Zermah ne pouvait donc plus conserver l'ombre d'un espoir. En outre toute chance de salut allait s'évanouir au milieu de cette région dont elle connaissait, par ouï-dire, les sauvages horreurs. Elle ne le savait que trop! Aucune évasion ne serait possible!
En arrivant, la petite fille se trouvait dans un état d'extrême faiblesse. La fatigue, d'abord, malgré les soins incessants de Zermah, puis l'influence d'un climat détestable, avaient profondément altéré sa santé. Pâle, amaigrie, comme si elle eût été empoisonnée par les émanations de ces marécages, elle n'avait plus la force de se tenir debout, à peine celle de prononcer quelques paroles, et c'était toujours pour demander sa mère. Zermah ne pouvait plus lui dire, comme elle le faisait pendant les premiers jours de leur arrivée à la Crique-Noire, qu'elle reverrait bientôt Mme Burbank, que son père, son frère, Miss Alice, Mars, ne tarderaient pas à les rejoindre. Avec son intelligence si précoce et comme affinée déjà par le malheur depuis les scènes épouvantables de la plantation, Dy comprenait qu'elle avait été arrachée du foyer maternel, qu'elle était entre les mains d'un méchant homme, que si on ne venait pas à son secours, elle ne reverrait plus Camdless-Bay.
Maintenant, Zermah ne savait que répondre, et, malgré tout son dévouement, voyait la pauvre enfant dépérir.
Le wigwam n'était, on l'a dit, qu'une grossière cabane qui eût été très insuffisante pendant la période hivernale. Alors le vent et la pluie le pénétraient de toutes parts. Mais, dans la saison chaude, dont l'influence se faisait déjà sentir sous cette latitude, elle pouvait au moins protéger ses hôtes contre les ardeurs du soleil.

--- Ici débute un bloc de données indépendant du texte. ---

//! Handler implementations

pub mod flare;
pub mod json;
pub mod render;

pub use flare::{FlareHandler, FlareHandlerBuilder};
pub use json::JsonHandler;

// Re-export the trait for convenience
pub use crate::core::Handler;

Ce wigwam était divisé en deux chambres d'inégale grandeur: l'une, assez étroite, à peine éclairée, ne communiquait pas directement avec l'extérieur et s'ouvrait sur l'autre chambre. Celle-ci, assez vaste, prenait jour par une porte ménagée sur la façade principale, c'est-à-dire sur celle qui regardait la berge du canal.
Zermah et Dy avaient été reléguées dans la petite chambre, où elles n'eurent à leur disposition que quelques ustensiles et une litière d'herbe qui servait de couchette.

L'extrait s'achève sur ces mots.